The Bachelor Diaries: Big Swayze Returns! Episode 5

In the words of Bill O'Reilly ... F it. We'll do it live! We'll do it LIVE! Tonight features Brad's worst Oprah impression, the most awkward and insensitive date in Bachelor history (that's me saying that, not Harrison) and more freak outs from pretty much everyone involved. Freak out!
  • Things you learn while watching live - schools are closed in Denver. All of them. But that doesn't stop ABC from scrolling every school name in existence across the ticker. Seems like this data would be pretty well convyed via a website.
  • "The dreaded 2-on-1 date" ... how great is it that they advertise the date as horrible. Guaranteed.
  • Your first destination on this journey ... is a town roughly 5 hours away by car that I bet you've all visited on your own. Please freak out like they're sending you to Dubai.
  • I'm amazed they could craft all these shots of Aria and City Center in Vegas without featuring any of the cranes and construction that is entirely on hold all around their casino.
  • Hey look, everyone. It's Marissa. She like sports! And she's still on the show. Crazy on both counts, right?
  • As if "... end tonight with a bang" wasn't forward enough, I hope Shawntel N's card said "Let's 'N' tonight with a bang." Nothing pairs better than puns AND sexual innuendo.
  • Brad has traded in his hoodie for a vest. Count me not into it.
  • Shawntel describes her shopping spree as "little kids in a candy shop ... or adults in a mall ... yeah, that's probably more accurate."
  • Brad's "this is yours" routine really could have been better.
  • Kudos to the producers ... show and tell after the shopping spree ... I'm surprised no one has been thrown through one of those giant plate glass windows.
  • Brad is "fascinated" with embalming.

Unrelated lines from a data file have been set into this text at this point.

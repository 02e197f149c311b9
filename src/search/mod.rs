//! Fuzzy document search
//!
//! Maintains the index the command picker queries while the user types.

pub mod index;

pub use index::{DEFAULT_LIMIT, DEFAULT_THRESHOLD, SearchHit, SearchIndex};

Really, Brad? Really?
  • So many quotes from this date: "Where would this leakage occur?" "Think of all our orifices." "I'm gonna have to meet Peaches."
  • Oh I get it. They N'ded the night with a bang ... cuz fireworks make sounds. Good one, ABC.

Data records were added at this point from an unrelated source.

#[cfg(test)]
mod tests {
    use super::*;
    use crate::keybinds::config::KEYBINDS_KEY;
    use crate::settings::{CURRENT_DOCUMENT_KEY, MemorySettings};
    use crate::testing::{TestController, memory_backend, sync_with};

    async fn controller_with(docs: &[(&str, &str)], current: Option<&str>) -> TestController {
        let backend = memory_backend();
        for (title, text) in docs {
            backend.submit(title, text).await.unwrap();
        }
        let mut settings = MemorySettings::new();
        if let Some(current) = current {
            settings = settings.with(CURRENT_DOCUMENT_KEY, current);
        }
        Controller::start(sync_with(backend, settings)).await
    }

    #[tokio::test]
    async fn test_switch_menu_toggles_view() {
        let mut controller = controller_with(&[], None).await;
        assert_eq!(controller.view(), View::Compose);

        let outcome = controller.handle_key(&KeyInput::ctrl("t")).await;
        assert_eq!(outcome, KeyOutcome::Navigate(View::Browse));

        let outcome = controller.handle_key(&KeyInput::ctrl("T")).await;
        assert_eq!(outcome, KeyOutcome::Navigate(View::Compose));
    }

    #[tokio::test]
    async fn test_unbound_key_is_ignored() {
        let mut controller = controller_with(&[], None).await;
        let outcome = controller.handle_key(&KeyInput::key("x")).await;
        assert_eq!(outcome, KeyOutcome::Ignored);
    }

    #[tokio::test]
    async fn test_submit_clears_draft() {
        let mut controller = controller_with(&[], None).await;
        controller.set_draft("todo", "buy milk");

        let outcome = controller.handle_key(&KeyInput::ctrl("Enter")).await;

        assert_eq!(outcome, KeyOutcome::Handled(Command::SubmitSnippet));
        assert_eq!(controller.draft(), &Draft::default());
        assert_eq!(controller.session().current_document(), Some("todo"));
    }

    #[tokio::test]
    async fn test_empty_draft_is_not_submitted() {
        let mut controller = controller_with(&[], None).await;
        controller.set_draft("todo", "  ");

        controller.handle_key(&KeyInput::ctrl("Enter")).await;

        assert_eq!(controller.session().current_document(), None);
        assert!(controller.synchronizer().presenter().errors().is_empty());
        assert_eq!(controller.draft().title, "todo");
    }

    #[tokio::test]
    async fn test_picker_open_query_commit() {
        let mut controller = controller_with(&[("todo", "a"), ("ideas", "b")], None).await;

        let outcome = controller.handle_key(&KeyInput::ctrl("e")).await;
        assert_eq!(outcome, KeyOutcome::Handled(Command::CurrentDocumentPicker));
        assert!(controller.session().picker().is_open());

        controller.handle_query_input("idea");
        let outcome = controller.handle_key(&KeyInput::key("Enter")).await;

        assert_eq!(outcome, KeyOutcome::PickerCommitted(PickerMode::SetCurrentDocument));
        assert!(!controller.session().picker().is_open());
        assert_eq!(controller.session().current_document(), Some("ideas"));
    }

    #[tokio::test]
    async fn test_opening_chord_toggles_picker_closed() {
        let mut controller = controller_with(&[("todo", "a")], None).await;
        controller.handle_key(&KeyInput::ctrl("m")).await;
        controller.handle_query_input("todo");

        let outcome = controller.handle_key(&KeyInput::ctrl("m")).await;

        assert_eq!(outcome, KeyOutcome::Handled(Command::MarkedDocumentPicker));
        assert!(!controller.session().picker().is_open());
        assert_eq!(controller.session().marked_document(), None);
    }

    #[tokio::test]
    async fn test_escape_cancels_picker() {
        let mut controller = controller_with(&[("todo", "a")], None).await;
        controller.handle_key(&KeyInput::ctrl("d").with_shift()).await;
        assert!(controller.session().picker().is_open());

        let outcome = controller.handle_key(&KeyInput::key("Escape")).await;
        assert_eq!(outcome, KeyOutcome::Handled(Command::ClosePicker));
        assert!(!controller.session().picker().is_open());
    }

    #[tokio::test]
    async fn test_other_picker_replaces_open_one() {
        let mut controller = controller_with(&[("todo", "a")], None).await;
        controller.handle_key(&KeyInput::ctrl("m")).await;
        controller.handle_key(&KeyInput::ctrl("e")).await;

        assert_eq!(
            controller.session().picker().mode(),
            Some(PickerMode::SetCurrentDocument)
        );
    }

    #[tokio::test]
    async fn test_move_requires_selection() {
        let mut controller = controller_with(&[("todo", "a")], Some("todo")).await;

        controller.handle_key(&KeyInput::ctrl("m").with_shift()).await;
        assert!(!controller.session().picker().is_open());

        let id = controller.session().snippets()[0].id;
        assert!(controller.select(id));
        controller.handle_key(&KeyInput::ctrl("m").with_shift()).await;
        let state = controller.session().picker().state().unwrap();
        assert_eq!(state.mode, PickerMode::MoveSnippet);
        assert_eq!(state.target_snippet_id, Some(id));
    }

    #[tokio::test]
    async fn test_update_selected_snippet_uses_edit_buffer() {
        let mut controller = controller_with(&[("todo", "a")], Some("todo")).await;
        controller.select_next();
        assert!(controller.begin_edit());
        assert_eq!(controller.edit_buffer(), Some("a"));

        controller.set_edit_buffer("a, edited");
        controller.handle_key(&KeyInput::ctrl("s")).await;

        assert_eq!(controller.session().snippets()[0].raw_text, "a, edited");
        assert_eq!(controller.edit_buffer(), None);
    }

    #[tokio::test]
    async fn test_delete_selected_snippet() {
        let mut controller = controller_with(&[("todo", "a"), ("todo", "b")], Some("todo")).await;
        controller.select_previous();

        let outcome = controller.handle_key(&KeyInput::ctrl("Delete")).await;

        assert_eq!(outcome, KeyOutcome::Handled(Command::DeleteSelectedSnippet));
        let texts: Vec<&str> = controller
            .session()
            .snippets()
            .iter()
            .map(|s| s.raw_text.as_str())
            .collect();
        assert_eq!(texts, vec!["a"]);
        assert_eq!(controller.session().selected(), None);
    }

    #[tokio::test]
    async fn test_user_override_replaces_default() {
        let backend = memory_backend();
        let settings = MemorySettings::new().with(KEYBINDS_KEY, r#"{"switch_menu":"Alt+m"}"#);
        let mut controller = Controller::start(sync_with(backend, settings)).await;

        assert_eq!(controller.handle_key(&KeyInput::ctrl("t")).await, KeyOutcome::Ignored);
        let outcome = controller.handle_key(&KeyInput::key("m").with_alt()).await;
        assert_eq!(outcome, KeyOutcome::Navigate(View::Browse));
    }

    #[tokio::test]
    async fn test_open_document_requires_known_name() {
        let mut controller = controller_with(&[("todo", "a")], None).await;

        assert!(!controller.open_document("nope").await);
        assert!(controller.open_document("todo").await);
        assert_eq!(controller.session().current_document(), Some("todo"));
    }

    #[tokio::test]
    async fn test_finish_returns_synchronizer() {
        let controller = controller_with(&[], None).await;
        let sync = controller.finish();
        assert_eq!(sync.presenter().renders.len(), 1);
    }
}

  • It's time for some serious Ashley on Ashley violence via the 2-on-1 date, but first let's get awkward.
  • I take it back. Let's not get awkward. This is too horrible to even comment on.
  • Holy crap, Emily is the greatest female ever (next to my mom and sister of course). She prefaced her story about her husband's death with "I don't want you to think I'm ungrateful."
  • And then she drives the car! And likes it! How does Brad not take her to the final 2 after this?
  • Even Michelle has put her hate away for this one. Maybe she does have a soul.
  • Oh boy. Alli just stamped her ticket to H-E-double-hockey-sticks with 4 words: "We all have problems."
  • This date is about ... feelings. Unfunny feelings.
  • Oh wait, Michelle put her sole away, bashed the other girls and made the move on Brad. We're back.
  • Did anyone else notice the Ashleys perfectly matched their steps coming out of their room? What the H. Distinguish yourselves, ladies! Distinguish yourselves!
  • Brad is going to make Ashley perform again? First Seal and now performing in Vegas. She's the one girl where non-date days are more fun than date days.
  • I think Ashley just said "perfact." BTW I've stopped trying to differentiate them ... since they have too.
  • Now that they're on wires, I'm suddenly wishing Michelle was on this date.
  • I know what would calm these ladies' nerves before they perform in front of 2,000 people and then potentially get sent home: dinner!
  • And the loser is ... Ashley. Awww, that makes Ashley the winner! Congratulations and sorry, Ashley.
  • Ashley: "I feel like I just got punched in the stomach ... and the heart." I think I saw that move in Enter The Dragon.
  • Today's therapy take-away: Brad's therapist has a wired land line phone! Was there a bigger message I should have received?
  • Living in a Subway-free town, I feel like these $5 foot long Subway commercials are punching me in the face ... and the heart.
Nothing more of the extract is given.